Saved entries:
────────────────

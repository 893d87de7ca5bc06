//! Startup helpers: mover registration and the host entry point.

use std::sync::Arc;

use anyhow::Context;
use core_mover::{MoverError, Registry, RegistryBuilder};
use core_runtime::ControllerConfig;
use tokio_util::sync::CancellationToken;
use tracing::info;

use crate::error::{CoreError, Result};
use crate::CoreService;

/// Register every backend compiled into this build.
pub fn register_movers(registry: &mut RegistryBuilder) -> Result<()> {
    #[cfg(feature = "rsync")]
    mover_rsync::register(registry)?;
    #[cfg(feature = "rclone")]
    mover_rclone::register(registry)?;
    #[cfg(feature = "restic")]
    mover_restic::register(registry)?;
    #[cfg(not(any(feature = "rsync", feature = "rclone", feature = "restic")))]
    let _ = registry;
    Ok(())
}

/// Publish the compiled-in backends as the process-wide registry.
///
/// Safe to call more than once; later calls return the registry installed
/// by the first.
pub fn install_movers() -> Result<Arc<Registry>> {
    if let Ok(registry) = Registry::global() {
        return Ok(registry);
    }
    let mut builder = RegistryBuilder::new();
    register_movers(&mut builder)?;
    if builder.is_empty() {
        return Err(CoreError::CapabilityMissing {
            capability: "mover".to_string(),
            message: "no mover backend enabled; build with rsync, rclone or restic".to_string(),
        });
    }
    match builder.install() {
        Ok(registry) => Ok(registry),
        // Lost a race with another caller.
        Err(MoverError::AlreadyInitialized) => Ok(Registry::global()?),
        Err(e) => Err(e.into()),
    }
}

/// Build a service on the process-wide registry.
pub fn bootstrap(config: ControllerConfig) -> Result<CoreService> {
    let registry = install_movers()?;
    info!(movers = ?registry.names(), "Movers installed");
    CoreService::new(config, registry)
}

/// Bootstrap and run the controller until `shutdown` is cancelled.
pub async fn run(config: ControllerConfig, shutdown: CancellationToken) -> anyhow::Result<()> {
    let service = bootstrap(config).context("failed to bootstrap replication controller")?;
    service
        .controller(shutdown)
        .run()
        .await
        .context("replication controller exited with an error")
}
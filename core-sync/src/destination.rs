//! # Destination Reconciler
//!
//! Drives a `ReplicationDestination` through its receive cycle:
//!
//! ```text
//! Idle ──trigger──> Provisioning ──> Receiving ──Snapshot──> Snapshotting ──┐
//!                                        └──Direct───────────────────────┐  │
//!                                                                        ▼  ▼
//!                                                   Idle <──────── Completing
//! ```
//!
//! The receiving volume outlives cycles: it is either the user's
//! `destinationPVC` or `volrep-dst-<name>`, provisioned once. With the
//! `Snapshot` copy method every cycle ends in a point-in-time snapshot of it,
//! published as `latestImage`; with `Direct` the volume itself is the image.

use core_api::{
    reasons, CopyMethod, CycleState, DestinationPhase, ReplicationDestination,
    ReplicationDestinationSpec, ReplicationStatus, ResourceSpec, TypedLocalObjectReference,
    VolumeSnapshotSpec, VolumeSpec,
};
use core_mover::{Builder, DataVolume};
use core_provision::naming::{cycle_child, owner_child, owner_labels};
use core_provision::{ProvisionError, Role};
use core_runtime::events::ReplicationEvent;
use std::sync::Arc;
use tracing::{debug, info, instrument, warn};

use crate::context::{Action, SyncContext};
use crate::cycle;
use crate::error::{Result, SyncError};
use crate::trigger;

enum Stage<'a> {
    Provisioning,
    Receiving { volume: &'a str },
    Snapshotting { volume: &'a str },
    Completing { volume: &'a str },
}

impl<'a> Stage<'a> {
    fn of(cycle: &'a CycleState, copy_method: CopyMethod) -> Self {
        match cycle.working_volume.as_deref() {
            None => Stage::Provisioning,
            Some(volume) if !cycle.transferred => Stage::Receiving { volume },
            Some(volume) if copy_method == CopyMethod::Snapshot => Stage::Snapshotting { volume },
            Some(volume) => Stage::Completing { volume },
        }
    }
}

enum Step {
    Continue,
    Done(Action),
}

pub struct DestinationReconciler {
    ctx: SyncContext,
}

────────────────

(What to work on): Check every line above for the word "process" and copy those that have it.

(Completed task):
/// Publish the compiled-in backends as the process-wide registry.
/// Build a service on the process-wide registry.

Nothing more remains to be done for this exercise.